Those who have greenhouses, pits or frames, will now see to having any necessary repairs attended to. Whitewashing annually is serviceable, destroying innumerable eggs of insects, in the war against which the gardener should always take the initiative; sulphur mixed with the whitewash is also serviceable. Powerful syringing is a great help to keeping plants clean, and should be frequently resorted to. Those who continually use the syringe, and are watchful for the first appearances of insects, are seldom on the search for remedies. It is so with window as with greenhouse plants. The one who looks at each plant every day, turns up the leaves and examines them, and watches for the first abnormal appearances to trace out the matter, almost always has healthy plants. Often plants in these situations cannot well be syringed, but a sponge is a very good substitute.

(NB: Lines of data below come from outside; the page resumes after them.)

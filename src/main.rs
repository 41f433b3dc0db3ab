use waypoint::config::Config;
use waypoint::server;

#[tokio::main]
async fn main() -> anyhow::Result<()> {
    tracing_subscriber::fmt()
        .with_target(false)
        .with_level(true)
        .init();

    let cfg = Config::load()?;
    cfg.validate()?;

    tokio::select! {
        res = server::listener::run(&cfg) => {
            res?;
        }

        _ = tokio::signal::ctrl_c() => {
            tracing::info!("Shutdown signal received");
        }
    }

    Ok(())
}
//! HTTP protocol implementation.
//!
//! This module implements the HTTP/1.1 request pipeline: accumulating bytes
//! from a connection, splitting them into discrete pipelined requests,
//! validating request line and headers, and producing well-formed responses.
//!
//! # Architecture
//!
//! The HTTP layer is organized into several submodules:
//!
//! - **`connection`**: The main connection handler implementing the read/dispatch state machine
//! - **`parser`**: Header parsing, request-boundary detection and the request-body guard
//! - **`request`**: HTTP request representation
//! - **`response`**: HTTP response representation with builder pattern
//! - **`dispatch`**: Validates one complete request and picks the response
//! - **`writer`**: Serializes and writes HTTP responses to the client
//!
//! # Connection State Machine
//!
//! Each client connection goes through a state machine:
//!
//! ```text
//!        ┌─────────────┐
//!        │   Reading   │ ← Wait for incoming request data
//!        └──────┬──────┘
//!               │ Bytes received
//!               ▼
//!        ┌──────────────────┐
//!        │   Dispatching    │ ← Drain complete requests from the buffer,
//!        └──────┬───────────┘   answering each before parsing the next
//!               │
//!               ├─ Buffer exhausted → Reading (same connection)
//!               └─ Malformed request, `Connection: close`,
//!                  write failure or peer EOF → Closing
//! ```
//!
//! A request never carries a body: the boundary between two pipelined
//! requests is exactly the `\r\n\r\n` that terminates the first one's
//! header block.

pub mod connection;
pub mod dispatch;
pub mod parser;
pub mod request;
pub mod response;
pub mod writer;

/// Protocol version accepted in request lines and emitted in status lines.
pub const HTTP_VERSION: &str = "HTTP/1.1";
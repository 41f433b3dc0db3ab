use tokio::io::{AsyncWrite, AsyncWriteExt};

use crate::http::HTTP_VERSION;
use crate::http::response::Response;

pub fn serialize_response(resp: &Response) -> Vec<u8> {
    let mut buf = Vec::new();

    // Status line
    let status_line = format!(
        "{} {} {}\r\n",
        HTTP_VERSION,
        resp.status.as_u16(),
        resp.status.reason_phrase()
    );
    buf.extend_from_slice(status_line.as_bytes());

    // Headers
    for (k, v) in &resp.headers {
        buf.extend_from_slice(k.as_bytes());
        buf.extend_from_slice(b": ");
        buf.extend_from_slice(v.as_bytes());
        buf.extend_from_slice(b"\r\n");
    }

    // Header/body separator
    buf.extend_from_slice(b"\r\n");

    // Body
    buf.extend_from_slice(&resp.body);

    buf
}

pub struct ResponseWriter {
    buffer: Vec<u8>,
    written: usize,
}

impl ResponseWriter {
    pub fn new(response: &Response) -> Self {
        Self {
            buffer: serialize_response(response),
            written: 0,
        }
    }

    pub async fn write_to_stream<W>(&mut self, stream: &mut W) -> anyhow::Result<()>
    where
        W: AsyncWrite + Unpin,
    {
        while self.written < self.buffer.len() {
            let n = stream
                .write(&self.buffer[self.written..])
                .await?;

            if n == 0 {
                return Err(anyhow::anyhow!("connection closed while writing"));
            }

            self.written += n;
        }

        Ok(())
    }
}
use std::sync::Arc;

use bytes::BytesMut;
use tokio::io::AsyncReadExt;
use tokio::net::TcpStream;
use tracing::{debug, warn};

use crate::http::dispatch::{DispatchOutcome, dispatch};
use crate::http::parser::{find_headers_end, nonzero_content_length};
use crate::http::response::Response;
use crate::http::writer::ResponseWriter;
use crate::route::Router;

const READ_BUFFER_SIZE: usize = 4096;

/// State owned by one accepted connection: the unconsumed receive buffer
/// and the close/error flags that steer the read loop.
pub struct Connection {
    stream: TcpStream,
    buffer: BytesMut,
    router: Arc<Router>,
    state: ConnectionState,
    close_requested: bool,
    write_failed: bool,
}

#[derive(Debug, Clone, Copy, PartialEq, Eq)]
pub enum ConnectionState {
    Reading,
    Dispatching,
    Closing,
}

impl Connection {
    pub fn new(stream: TcpStream, router: Arc<Router>) -> Self {
        Self {
            stream,
            buffer: BytesMut::with_capacity(READ_BUFFER_SIZE),
            router,
            state: ConnectionState::Reading,
            close_requested: false,
            write_failed: false,
        }
    }

    pub async fn run(&mut self) -> anyhow::Result<()> {
        loop {
            match self.state {
                ConnectionState::Reading => {
                    let n = self.stream.read_buf(&mut self.buffer).await?;

                    if n == 0 {
                        // Client closed connection
                        self.state = ConnectionState::Closing;
                    } else {
                        self.state = ConnectionState::Dispatching;
                    }
                }

                ConnectionState::Dispatching => {
                    self.drain_requests().await;

                    if self.state != ConnectionState::Closing {
                        self.state = ConnectionState::Reading; // go back for more bytes
                    }
                }

                ConnectionState::Closing => {
                    debug!("Ending connection");
                    break;
                }
            }
        }

        Ok(())
    }

    /// Answers every complete request currently buffered, in arrival order.
    ///
    /// The content-length guard runs over the whole buffer first: a request
    /// declaring a body poisons the connection before anything is dispatched,
    /// however many requests are buffered. Draining stops early on a
    /// malformed request, a `Connection: close`, or a failed write.
    async fn drain_requests(&mut self) {
        if nonzero_content_length(&self.buffer) {
            debug!("Buffered request declares a body");
            self.send(&Response::bad_request()).await;
            self.state = ConnectionState::Closing;
            return;
        }

        while let Some(end) = find_headers_end(&self.buffer) {
            // Take the request plus its terminator off the front; the span
            // handed to dispatch keeps a single trailing CRLF.
            let span = self.buffer.split_to(end + 4);
            let result = dispatch(&span[..end + 2], &self.router).await;

            self.send(&result.response).await;

            if result.close_requested {
                self.close_requested = true;
            }
            if result.outcome == DispatchOutcome::FatalMalformed
                || self.close_requested
                || self.write_failed
            {
                self.state = ConnectionState::Closing;
                return;
            }
        }
    }

    async fn send(&mut self, response: &Response) {
        let mut writer = ResponseWriter::new(response);

        if let Err(e) = writer.write_to_stream(&mut self.stream).await {
            warn!("Write to client failed: {}", e);
            self.write_failed = true;
        }
    }
}
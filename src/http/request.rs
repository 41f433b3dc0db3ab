use std::collections::HashMap;

/// HTTP request methods implemented by the server.
///
/// Anything outside this enum is answered with 501 and otherwise ignored.
#[derive(Debug, Clone, Copy, PartialEq, Eq)]
pub enum Method {
    /// GET - Retrieve a file
    GET,
    /// HEAD - Like GET but without the response body
    HEAD,
}

impl Method {
    /// Parses an HTTP method from a string.
    ///
    /// # Arguments
    ///
    /// * `s` - String representation of the method (case-sensitive, uppercase)
    ///
    /// # Returns
    ///
    /// `Some(Method)` if the string matches an implemented method, `None` otherwise.
    pub fn from_str(s: &str) -> Option<Self> {
        match s {
            "GET" => Some(Method::GET),
            "HEAD" => Some(Method::HEAD),
            _ => None,
        }
    }
}

/// Header fields of one request, keyed by case-folded name.
///
/// Names and values are both lowercased during parsing; for duplicate names
/// the first occurrence wins (duplicates of `connection` and
/// `content-length` never get this far).
#[derive(Debug, Clone, Default)]
pub struct Headers {
    fields: HashMap<String, String>,
}

impl Headers {
    pub(crate) fn from_fields(fields: HashMap<String, String>) -> Self {
        Self { fields }
    }

    /// Retrieves a header value by name, case-insensitively.
    pub fn get(&self, name: &str) -> Option<&str> {
        self.fields
            .get(&name.to_ascii_lowercase())
            .map(|v| v.as_str())
    }

    /// Whether the client asked for the connection to be closed after the
    /// current response.
    pub fn connection_close(&self) -> bool {
        self.get("connection") == Some("close")
    }

    pub fn is_empty(&self) -> bool {
        self.fields.is_empty()
    }
}

/// Represents a parsed and validated HTTP request from a client.
///
/// Exists only for the duration of one dispatch call.
#[derive(Debug, Clone)]
pub struct Request {
    /// The HTTP method (GET or HEAD)
    pub method: Method,
    /// The request target (e.g., "/index.html"), always starting with `/`
    pub target: String,
    /// HTTP version token from the request line
    pub version: String,
    /// Request headers
    pub headers: Headers,
}

impl Request {
    /// Whether this request carried `Connection: close`.
    pub fn connection_close(&self) -> bool {
        self.headers.connection_close()
    }
}
//! Configuration loading.
//!
//! Loads `./labelgate.toml` (or `$LABELGATE_CONFIG_PATH`). Environment
//! variables override file values; file values override defaults.
//!
//! Precedence: env vars > config file > defaults.

use std::path::{Path, PathBuf};

use anyhow::{Context, Result};
use serde::Deserialize;

pub mod rules;

pub use rules::{CollectionSpec, ConfigError, FieldRule, LabelRule, PolicySpec};

// ── Top-level config ────────────────────────────────────────────

/// Top-level configuration loaded from TOML.
#[derive(Debug, Clone, Default, Deserialize)]
#[serde(default)]
pub struct Config {
    /// Logging settings (`[logging]`).
    pub logging: LoggingConfig,
    /// Declared collections (`[[collections]]`).
    pub collections: Vec<CollectionSpec>,
}

impl Config {
    /// Load configuration with precedence: env vars > TOML file > defaults.
    ///
    /// If the file does not exist, returns defaults.
    pub fn load() -> Result<Self> {
        Self::load_with(|key| std::env::var(key).ok())
    }

    /// Load using a custom env resolver.
    pub fn load_with(env: impl Fn(&str) -> Option<String>) -> Result<Self> {
        let path = Self::config_path_with(&env);
        let mut config = Self::load_from_path(&path)?;
        config.apply_overrides(env);
        Ok(config)
    }

    /// Load from a TOML file only, no env overrides. A missing file yields
    /// defaults.
    pub fn load_from_path(path: &Path) -> Result<Self> {
        match std::fs::read_to_string(path) {
            Ok(contents) => {
                tracing::info!(path = %path.display(), "loading config from file");
                Self::from_toml(&contents)
                    .with_context(|| format!("invalid config {}", path.display()))
            }
            Err(e) if e.kind() == std::io::ErrorKind::NotFound => {
                tracing::info!(path = %path.display(), "no config file found, using defaults");
                Ok(Self::default())
            }
            Err(e) => Err(anyhow::anyhow!(
                "failed to read config file {}: {e}",
                path.display()
            )),
        }
    }

    /// Parse a TOML string into config.
    pub fn from_toml(toml_str: &str) -> Result<Self> {
        let config: Config = toml::from_str(toml_str).context("failed to parse config TOML")?;
        Ok(config)
    }

    /// Resolve the config path: `$LABELGATE_CONFIG_PATH`, else `./labelgate.toml`.
    fn config_path_with(env: impl Fn(&str) -> Option<String>) -> PathBuf {
        env("LABELGATE_CONFIG_PATH")
            .map(PathBuf::from)
            .unwrap_or_else(|| PathBuf::from("labelgate.toml"))
    }

    /// Apply environment variable overrides (env > config > defaults).
    fn apply_overrides(&mut self, env: impl Fn(&str) -> Option<String>) {
        if let Some(v) = env("LABELGATE_LOG_LEVEL") {
            self.logging.level = v;
        }
        if let Some(v) = env("LABELGATE_LOG_DIR") {
            self.logging.dir = Some(PathBuf::from(v));
        }
        if let Some(v) = env("LABELGATE_LOG_JSON") {
            match v.parse() {
                Ok(b) => self.logging.json = b,
                Err(_) => tracing::warn!(
                    var = "LABELGATE_LOG_JSON",
                    value = %v,
                    "ignoring invalid env override"
                ),
            }
        }
    }

    /// Look up a declared collection by name.
    pub fn collection(&self, name: &str) -> Option<&CollectionSpec> {
        self.collections.iter().find(|c| c.name == name)
    }
}

// ── Logging config ──────────────────────────────────────────────

/// Logging settings.
#[derive(Debug, Clone, Deserialize)]
#[serde(default)]
pub struct LoggingConfig {
    /// Tracing filter used when `RUST_LOG` is unset.
    pub level: String,
    /// Directory for rotated log files; console only when unset.
    pub dir: Option<PathBuf>,
    /// Emit console output as JSON.
    pub json: bool,
}

impl Default for LoggingConfig {
    fn default() -> Self {
        Self {
            level: "info".to_owned(),
            dir: None,
            json: false,
        }
    }
}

This is the most active season for striking cuttings with the view to have plants for next Spring. It is not amons the least signs of advancement that striking cuttings is now a very simple operation, when once it was one of the great mysteries in the art of gardening. We were told to be very careful about watering, but now we find that if the cutting is properly selected and the temperature just right, the more water the better. Indeed saucers without any holes, so that when watered the sand in them is like mud, are found to be among the best of all propagating pans, and the little patent devices, or curiously constructed pots for propagating, which in the past were among the most important outfits of a new beginner's attempts at gardening, are now found cracked or rusting in some old shed. But even with the simplification of this cutting business some art must be used. Indeed it requires experience to succeed well. The very soft wood will perhaps rot, and so will the very hard wood; and then the position may be too hot or too cool. Generally a half ripe cutting put into a pot or box of sand, put right in the full sun, and kept copiously and continuously wet, will rot in a few days.

Those who try it for the first time may fail either wholly or in part; but if they are observing they will soon trace the cause of failure, and have better luck next time.

It is a very good>time to look around for soil for potting purposes. The surface soil of an old pasture forms the best basis, which can be afterwards lightened with sand, or manured with any special ingredients to suit special cases, as required. The turfy or peaty surfaces of old wood or bogs also come very "handy." A stock of moss should also be on hand for those who crock pots, in order to cover the potsherd; moss also comes in useful for many purposes connected with gardening, and should be always on hand.

People not in the secret are often puzzled over the terms used by gardeners in potting. Soil they regard as the earth - earth of any kind that is ready to receive the plant or seed. A heavy soil is that in which clay preponderates over sand. A sandy soil is that in which sand is abundant with the clay. Loam bothers some people - generally it is used as the equivalent of " soil," writers often using " sandy loam " when they might just as well say " sandy soil." But strictly it is the upper surface of clay land which has become black by contact with the air and culture. A loamy soil would be understood as a rather heavy earth lightened by culture.

Plants intended to be taken from the open ground and preserved through the Winter should be lifted early, that they may root a little in the pots. A moist day is of course best for the purpose, and a moist shady place the best to keep them in for a few days afterwards. Anything that is somewhat tender had better be housed before the cold nights come. Some things are checked without actual frost.